## Collected data
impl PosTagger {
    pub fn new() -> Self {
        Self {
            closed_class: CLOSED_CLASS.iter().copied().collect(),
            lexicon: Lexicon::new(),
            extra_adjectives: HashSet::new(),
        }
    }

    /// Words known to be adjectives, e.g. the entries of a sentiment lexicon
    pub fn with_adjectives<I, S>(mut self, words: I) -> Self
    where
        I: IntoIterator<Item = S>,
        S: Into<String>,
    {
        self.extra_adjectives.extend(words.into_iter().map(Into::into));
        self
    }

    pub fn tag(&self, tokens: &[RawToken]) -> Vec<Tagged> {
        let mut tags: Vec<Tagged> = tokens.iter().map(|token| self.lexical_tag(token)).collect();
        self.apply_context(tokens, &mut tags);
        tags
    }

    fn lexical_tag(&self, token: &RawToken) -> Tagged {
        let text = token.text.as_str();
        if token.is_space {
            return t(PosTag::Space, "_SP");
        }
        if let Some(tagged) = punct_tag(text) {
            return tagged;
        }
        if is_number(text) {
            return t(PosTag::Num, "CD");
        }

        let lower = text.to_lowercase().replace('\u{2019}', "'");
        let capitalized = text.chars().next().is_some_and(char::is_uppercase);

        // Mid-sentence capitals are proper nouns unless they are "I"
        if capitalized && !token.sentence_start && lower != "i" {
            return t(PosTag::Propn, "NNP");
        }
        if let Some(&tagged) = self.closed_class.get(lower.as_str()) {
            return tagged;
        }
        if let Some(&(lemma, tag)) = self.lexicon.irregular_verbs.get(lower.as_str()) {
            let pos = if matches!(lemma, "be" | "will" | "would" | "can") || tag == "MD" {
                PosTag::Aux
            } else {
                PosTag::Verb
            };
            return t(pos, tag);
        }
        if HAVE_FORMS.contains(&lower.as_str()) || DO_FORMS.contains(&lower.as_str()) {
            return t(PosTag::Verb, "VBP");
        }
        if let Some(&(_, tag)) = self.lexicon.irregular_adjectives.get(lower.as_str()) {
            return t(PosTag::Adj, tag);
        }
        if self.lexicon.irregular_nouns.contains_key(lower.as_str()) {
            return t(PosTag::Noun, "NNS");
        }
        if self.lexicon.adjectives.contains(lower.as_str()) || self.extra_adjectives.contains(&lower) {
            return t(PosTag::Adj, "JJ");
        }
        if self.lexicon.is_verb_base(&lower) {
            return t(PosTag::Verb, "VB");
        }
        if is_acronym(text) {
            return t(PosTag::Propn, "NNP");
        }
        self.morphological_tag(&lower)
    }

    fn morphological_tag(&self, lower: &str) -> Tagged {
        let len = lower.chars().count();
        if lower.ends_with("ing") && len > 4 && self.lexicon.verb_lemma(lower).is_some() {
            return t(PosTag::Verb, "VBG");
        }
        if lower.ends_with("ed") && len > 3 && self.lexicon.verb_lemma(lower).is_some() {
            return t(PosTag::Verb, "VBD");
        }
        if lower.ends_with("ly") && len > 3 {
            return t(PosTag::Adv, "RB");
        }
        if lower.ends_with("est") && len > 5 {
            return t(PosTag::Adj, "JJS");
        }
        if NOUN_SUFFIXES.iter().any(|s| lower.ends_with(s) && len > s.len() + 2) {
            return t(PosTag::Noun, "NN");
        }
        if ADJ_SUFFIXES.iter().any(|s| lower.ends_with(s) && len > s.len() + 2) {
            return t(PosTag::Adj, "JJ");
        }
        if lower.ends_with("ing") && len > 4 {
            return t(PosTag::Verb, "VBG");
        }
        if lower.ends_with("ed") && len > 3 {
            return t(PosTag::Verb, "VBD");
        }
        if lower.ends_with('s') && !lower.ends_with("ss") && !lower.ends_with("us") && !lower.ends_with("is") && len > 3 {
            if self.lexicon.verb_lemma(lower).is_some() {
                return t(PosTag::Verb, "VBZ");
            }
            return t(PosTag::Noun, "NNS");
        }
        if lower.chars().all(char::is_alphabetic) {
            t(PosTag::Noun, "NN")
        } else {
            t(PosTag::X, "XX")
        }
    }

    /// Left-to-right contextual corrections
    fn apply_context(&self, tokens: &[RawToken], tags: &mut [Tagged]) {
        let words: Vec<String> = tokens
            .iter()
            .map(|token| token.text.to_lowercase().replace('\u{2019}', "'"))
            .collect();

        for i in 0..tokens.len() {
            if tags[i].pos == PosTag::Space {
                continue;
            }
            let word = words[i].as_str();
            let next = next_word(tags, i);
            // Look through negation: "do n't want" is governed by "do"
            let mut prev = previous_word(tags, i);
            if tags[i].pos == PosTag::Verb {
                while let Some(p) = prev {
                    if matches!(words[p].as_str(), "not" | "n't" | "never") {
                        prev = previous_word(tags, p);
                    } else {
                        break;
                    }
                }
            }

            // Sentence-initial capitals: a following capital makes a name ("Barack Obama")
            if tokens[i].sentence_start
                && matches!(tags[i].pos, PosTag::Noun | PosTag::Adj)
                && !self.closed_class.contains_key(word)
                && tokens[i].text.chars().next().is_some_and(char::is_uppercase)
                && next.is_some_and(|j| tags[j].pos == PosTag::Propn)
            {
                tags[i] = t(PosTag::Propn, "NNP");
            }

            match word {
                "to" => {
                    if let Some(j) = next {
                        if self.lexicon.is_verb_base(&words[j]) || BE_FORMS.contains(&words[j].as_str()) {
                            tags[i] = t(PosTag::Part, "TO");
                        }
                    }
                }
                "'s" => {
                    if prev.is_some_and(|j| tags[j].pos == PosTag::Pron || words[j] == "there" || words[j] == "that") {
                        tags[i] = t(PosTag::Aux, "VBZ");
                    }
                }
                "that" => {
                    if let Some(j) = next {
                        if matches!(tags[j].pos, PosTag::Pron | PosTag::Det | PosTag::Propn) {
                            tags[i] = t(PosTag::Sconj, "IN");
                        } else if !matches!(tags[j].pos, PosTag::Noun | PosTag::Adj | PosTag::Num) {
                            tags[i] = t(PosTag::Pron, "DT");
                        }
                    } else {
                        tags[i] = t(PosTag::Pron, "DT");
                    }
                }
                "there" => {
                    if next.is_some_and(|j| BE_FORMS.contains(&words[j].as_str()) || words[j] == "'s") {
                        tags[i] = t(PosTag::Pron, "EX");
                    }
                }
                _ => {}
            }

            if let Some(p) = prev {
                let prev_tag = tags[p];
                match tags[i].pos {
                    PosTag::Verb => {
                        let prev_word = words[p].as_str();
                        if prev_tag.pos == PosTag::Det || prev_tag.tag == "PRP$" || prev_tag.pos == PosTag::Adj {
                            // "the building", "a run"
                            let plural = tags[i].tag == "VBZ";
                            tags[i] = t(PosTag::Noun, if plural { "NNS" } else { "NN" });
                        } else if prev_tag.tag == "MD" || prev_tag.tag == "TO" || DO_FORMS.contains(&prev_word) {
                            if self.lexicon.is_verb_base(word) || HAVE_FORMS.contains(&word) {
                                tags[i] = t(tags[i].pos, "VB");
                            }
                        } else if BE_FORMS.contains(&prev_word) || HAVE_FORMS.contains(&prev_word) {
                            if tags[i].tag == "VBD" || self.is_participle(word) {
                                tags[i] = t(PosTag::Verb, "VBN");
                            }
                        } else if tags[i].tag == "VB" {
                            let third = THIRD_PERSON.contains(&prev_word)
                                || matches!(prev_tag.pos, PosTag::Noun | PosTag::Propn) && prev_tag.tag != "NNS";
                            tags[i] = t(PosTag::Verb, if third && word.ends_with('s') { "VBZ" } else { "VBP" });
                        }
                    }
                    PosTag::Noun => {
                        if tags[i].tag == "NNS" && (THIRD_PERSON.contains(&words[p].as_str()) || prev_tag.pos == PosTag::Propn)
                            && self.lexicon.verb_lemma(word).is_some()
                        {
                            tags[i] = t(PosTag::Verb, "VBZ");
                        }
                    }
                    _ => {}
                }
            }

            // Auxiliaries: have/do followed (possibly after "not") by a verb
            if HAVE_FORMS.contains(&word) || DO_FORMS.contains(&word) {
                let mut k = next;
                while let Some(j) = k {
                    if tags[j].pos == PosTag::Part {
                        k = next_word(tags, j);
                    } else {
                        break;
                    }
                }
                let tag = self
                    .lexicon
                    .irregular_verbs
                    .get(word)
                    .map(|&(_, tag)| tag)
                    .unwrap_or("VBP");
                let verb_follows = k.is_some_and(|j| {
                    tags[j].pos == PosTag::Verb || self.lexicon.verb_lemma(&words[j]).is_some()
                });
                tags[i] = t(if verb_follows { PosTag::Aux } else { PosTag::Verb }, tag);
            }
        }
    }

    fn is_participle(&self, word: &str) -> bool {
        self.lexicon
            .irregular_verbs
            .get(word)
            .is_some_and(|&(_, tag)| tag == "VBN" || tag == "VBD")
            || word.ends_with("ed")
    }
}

## WHAT IS BEING ASKED
For every line of the data above that contains "plural", copy that line.

## YOUR SOLUTION
                            let plural = tags[i].tag == "VBZ";
                            tags[i] = t(PosTag::Noun, if plural { "NNS" } else { "NN" });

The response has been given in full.